Data records —

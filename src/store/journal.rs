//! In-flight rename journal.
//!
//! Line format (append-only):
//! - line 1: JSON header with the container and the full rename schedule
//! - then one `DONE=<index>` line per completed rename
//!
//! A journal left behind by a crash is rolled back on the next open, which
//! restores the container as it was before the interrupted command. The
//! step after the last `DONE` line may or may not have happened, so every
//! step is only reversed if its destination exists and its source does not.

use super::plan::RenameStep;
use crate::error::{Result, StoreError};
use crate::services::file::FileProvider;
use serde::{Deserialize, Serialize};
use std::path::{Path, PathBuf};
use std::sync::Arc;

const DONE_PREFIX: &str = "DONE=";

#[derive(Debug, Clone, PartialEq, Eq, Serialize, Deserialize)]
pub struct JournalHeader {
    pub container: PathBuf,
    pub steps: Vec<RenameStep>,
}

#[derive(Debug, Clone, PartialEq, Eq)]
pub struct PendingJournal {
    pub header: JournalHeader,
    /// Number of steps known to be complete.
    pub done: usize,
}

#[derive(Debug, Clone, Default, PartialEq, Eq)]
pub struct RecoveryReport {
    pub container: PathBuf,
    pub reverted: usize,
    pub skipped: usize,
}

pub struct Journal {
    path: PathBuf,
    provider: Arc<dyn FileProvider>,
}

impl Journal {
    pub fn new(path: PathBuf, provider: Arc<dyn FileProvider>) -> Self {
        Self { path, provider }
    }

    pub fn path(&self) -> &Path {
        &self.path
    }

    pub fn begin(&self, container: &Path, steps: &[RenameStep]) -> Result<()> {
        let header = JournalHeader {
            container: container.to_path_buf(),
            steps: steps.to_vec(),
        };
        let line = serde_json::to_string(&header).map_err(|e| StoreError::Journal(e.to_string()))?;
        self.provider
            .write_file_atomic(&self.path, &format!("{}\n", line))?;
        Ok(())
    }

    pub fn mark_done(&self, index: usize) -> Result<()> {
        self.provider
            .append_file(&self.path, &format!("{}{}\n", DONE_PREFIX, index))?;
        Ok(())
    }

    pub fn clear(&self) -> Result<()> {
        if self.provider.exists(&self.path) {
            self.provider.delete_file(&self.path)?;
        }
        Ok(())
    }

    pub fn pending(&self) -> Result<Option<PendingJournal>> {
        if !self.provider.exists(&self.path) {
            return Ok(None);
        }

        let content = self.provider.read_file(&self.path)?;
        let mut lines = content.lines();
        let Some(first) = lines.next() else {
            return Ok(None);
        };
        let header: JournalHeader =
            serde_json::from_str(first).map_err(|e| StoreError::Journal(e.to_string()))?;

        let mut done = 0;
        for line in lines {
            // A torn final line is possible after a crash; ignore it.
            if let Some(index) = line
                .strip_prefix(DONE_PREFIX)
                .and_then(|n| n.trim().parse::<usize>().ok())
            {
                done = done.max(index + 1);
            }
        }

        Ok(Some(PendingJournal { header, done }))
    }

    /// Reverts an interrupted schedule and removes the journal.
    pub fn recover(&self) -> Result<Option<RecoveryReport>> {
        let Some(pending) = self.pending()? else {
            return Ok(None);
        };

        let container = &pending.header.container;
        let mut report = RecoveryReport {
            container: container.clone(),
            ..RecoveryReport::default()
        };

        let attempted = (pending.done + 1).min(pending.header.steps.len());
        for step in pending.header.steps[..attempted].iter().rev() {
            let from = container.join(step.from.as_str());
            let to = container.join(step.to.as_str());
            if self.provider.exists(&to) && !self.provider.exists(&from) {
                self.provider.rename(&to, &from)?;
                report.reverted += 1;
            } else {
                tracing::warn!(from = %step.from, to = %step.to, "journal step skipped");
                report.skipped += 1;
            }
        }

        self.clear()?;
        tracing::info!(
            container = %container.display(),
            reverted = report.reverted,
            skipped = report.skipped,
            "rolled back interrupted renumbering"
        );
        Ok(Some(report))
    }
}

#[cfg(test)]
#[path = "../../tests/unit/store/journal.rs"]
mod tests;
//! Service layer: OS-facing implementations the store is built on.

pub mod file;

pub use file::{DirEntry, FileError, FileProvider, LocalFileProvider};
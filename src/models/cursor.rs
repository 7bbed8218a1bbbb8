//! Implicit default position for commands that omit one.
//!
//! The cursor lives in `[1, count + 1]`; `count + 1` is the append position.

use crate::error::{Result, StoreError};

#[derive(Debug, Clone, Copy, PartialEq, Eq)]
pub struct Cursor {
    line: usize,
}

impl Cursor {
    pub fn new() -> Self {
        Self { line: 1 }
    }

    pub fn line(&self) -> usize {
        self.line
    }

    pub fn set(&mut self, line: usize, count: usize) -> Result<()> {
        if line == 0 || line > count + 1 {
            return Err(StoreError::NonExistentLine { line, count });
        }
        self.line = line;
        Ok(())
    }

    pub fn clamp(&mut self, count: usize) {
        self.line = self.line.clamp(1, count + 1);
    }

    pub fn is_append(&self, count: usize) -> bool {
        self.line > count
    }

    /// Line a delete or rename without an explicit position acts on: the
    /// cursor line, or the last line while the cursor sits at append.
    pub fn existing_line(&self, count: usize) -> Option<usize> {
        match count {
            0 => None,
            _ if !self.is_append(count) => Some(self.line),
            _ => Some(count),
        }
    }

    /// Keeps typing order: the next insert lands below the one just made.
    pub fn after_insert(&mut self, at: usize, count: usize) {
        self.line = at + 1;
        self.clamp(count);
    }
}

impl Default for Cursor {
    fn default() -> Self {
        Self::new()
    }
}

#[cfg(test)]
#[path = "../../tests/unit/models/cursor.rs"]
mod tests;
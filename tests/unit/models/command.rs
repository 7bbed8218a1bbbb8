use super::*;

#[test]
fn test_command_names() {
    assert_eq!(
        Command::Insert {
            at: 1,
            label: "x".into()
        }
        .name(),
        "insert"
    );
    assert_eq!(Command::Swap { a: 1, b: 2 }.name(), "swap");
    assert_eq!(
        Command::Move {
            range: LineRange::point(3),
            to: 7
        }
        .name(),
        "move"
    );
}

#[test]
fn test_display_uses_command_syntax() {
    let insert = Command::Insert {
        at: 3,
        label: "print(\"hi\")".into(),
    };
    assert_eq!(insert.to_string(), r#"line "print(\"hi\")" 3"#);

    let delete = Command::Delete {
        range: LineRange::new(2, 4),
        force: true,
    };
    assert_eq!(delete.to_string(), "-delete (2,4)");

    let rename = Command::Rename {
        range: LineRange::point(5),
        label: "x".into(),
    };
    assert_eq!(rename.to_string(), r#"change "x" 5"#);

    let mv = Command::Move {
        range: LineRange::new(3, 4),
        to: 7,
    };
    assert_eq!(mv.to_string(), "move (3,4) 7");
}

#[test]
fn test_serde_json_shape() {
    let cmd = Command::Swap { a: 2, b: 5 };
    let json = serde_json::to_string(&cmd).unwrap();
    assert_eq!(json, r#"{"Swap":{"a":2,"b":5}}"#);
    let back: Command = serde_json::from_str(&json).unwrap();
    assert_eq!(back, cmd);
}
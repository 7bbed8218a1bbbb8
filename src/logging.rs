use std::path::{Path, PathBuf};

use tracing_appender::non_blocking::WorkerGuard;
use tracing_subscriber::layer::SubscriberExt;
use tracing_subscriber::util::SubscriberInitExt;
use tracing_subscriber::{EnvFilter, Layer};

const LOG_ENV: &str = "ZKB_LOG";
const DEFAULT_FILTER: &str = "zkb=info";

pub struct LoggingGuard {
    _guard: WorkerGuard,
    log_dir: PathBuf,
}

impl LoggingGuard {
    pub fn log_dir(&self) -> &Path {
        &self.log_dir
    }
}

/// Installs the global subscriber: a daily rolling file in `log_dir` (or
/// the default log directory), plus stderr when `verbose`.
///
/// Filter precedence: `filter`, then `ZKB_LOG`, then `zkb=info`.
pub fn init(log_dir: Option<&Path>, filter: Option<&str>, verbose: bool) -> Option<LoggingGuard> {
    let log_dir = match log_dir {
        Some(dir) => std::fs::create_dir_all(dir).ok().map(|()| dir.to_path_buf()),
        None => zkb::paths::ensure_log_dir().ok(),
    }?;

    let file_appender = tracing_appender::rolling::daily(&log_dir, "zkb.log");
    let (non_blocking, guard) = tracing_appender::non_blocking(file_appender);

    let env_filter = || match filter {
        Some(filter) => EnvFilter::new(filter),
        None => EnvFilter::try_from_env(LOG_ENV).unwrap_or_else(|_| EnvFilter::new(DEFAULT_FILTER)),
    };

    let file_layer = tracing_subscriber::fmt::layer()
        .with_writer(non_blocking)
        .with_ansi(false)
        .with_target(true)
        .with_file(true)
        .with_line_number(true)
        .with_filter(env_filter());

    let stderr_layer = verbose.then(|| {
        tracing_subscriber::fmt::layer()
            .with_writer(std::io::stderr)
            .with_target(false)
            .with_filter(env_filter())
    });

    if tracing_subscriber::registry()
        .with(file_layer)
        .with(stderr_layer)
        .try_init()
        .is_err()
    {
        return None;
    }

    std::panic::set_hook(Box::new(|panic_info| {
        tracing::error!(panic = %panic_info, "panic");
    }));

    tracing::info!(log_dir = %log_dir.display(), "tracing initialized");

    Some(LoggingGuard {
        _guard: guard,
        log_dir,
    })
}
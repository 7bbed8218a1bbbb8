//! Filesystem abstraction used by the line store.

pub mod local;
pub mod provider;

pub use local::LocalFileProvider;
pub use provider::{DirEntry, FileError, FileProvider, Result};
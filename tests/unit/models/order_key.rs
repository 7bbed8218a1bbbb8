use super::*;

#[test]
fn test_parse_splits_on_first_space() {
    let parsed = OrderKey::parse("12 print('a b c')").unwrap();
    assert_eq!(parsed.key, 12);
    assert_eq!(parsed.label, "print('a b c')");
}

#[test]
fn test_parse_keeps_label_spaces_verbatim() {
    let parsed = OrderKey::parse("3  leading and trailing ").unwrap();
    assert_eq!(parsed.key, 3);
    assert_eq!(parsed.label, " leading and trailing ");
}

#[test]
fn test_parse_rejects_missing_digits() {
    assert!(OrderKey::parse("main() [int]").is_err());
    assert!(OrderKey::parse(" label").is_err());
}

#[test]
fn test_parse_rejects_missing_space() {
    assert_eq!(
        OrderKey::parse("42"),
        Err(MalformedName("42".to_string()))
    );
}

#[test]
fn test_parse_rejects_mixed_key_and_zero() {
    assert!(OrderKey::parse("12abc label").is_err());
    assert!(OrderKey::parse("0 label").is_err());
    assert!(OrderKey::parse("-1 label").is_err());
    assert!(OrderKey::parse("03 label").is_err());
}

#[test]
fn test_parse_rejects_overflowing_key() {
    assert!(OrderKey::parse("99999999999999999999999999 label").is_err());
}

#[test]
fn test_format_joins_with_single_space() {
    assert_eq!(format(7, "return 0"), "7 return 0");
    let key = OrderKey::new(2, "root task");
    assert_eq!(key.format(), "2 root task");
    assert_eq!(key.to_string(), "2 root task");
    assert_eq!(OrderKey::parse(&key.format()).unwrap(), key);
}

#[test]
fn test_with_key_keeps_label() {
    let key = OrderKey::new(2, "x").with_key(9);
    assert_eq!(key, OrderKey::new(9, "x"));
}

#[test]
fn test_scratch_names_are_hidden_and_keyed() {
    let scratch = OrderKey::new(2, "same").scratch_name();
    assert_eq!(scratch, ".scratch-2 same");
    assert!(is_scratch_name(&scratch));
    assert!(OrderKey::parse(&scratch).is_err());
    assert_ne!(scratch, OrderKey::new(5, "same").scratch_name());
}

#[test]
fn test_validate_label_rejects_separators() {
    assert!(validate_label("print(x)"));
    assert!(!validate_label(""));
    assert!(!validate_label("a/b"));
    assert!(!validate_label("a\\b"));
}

Work required — State only how many lines in the material include "position".

Response box — 3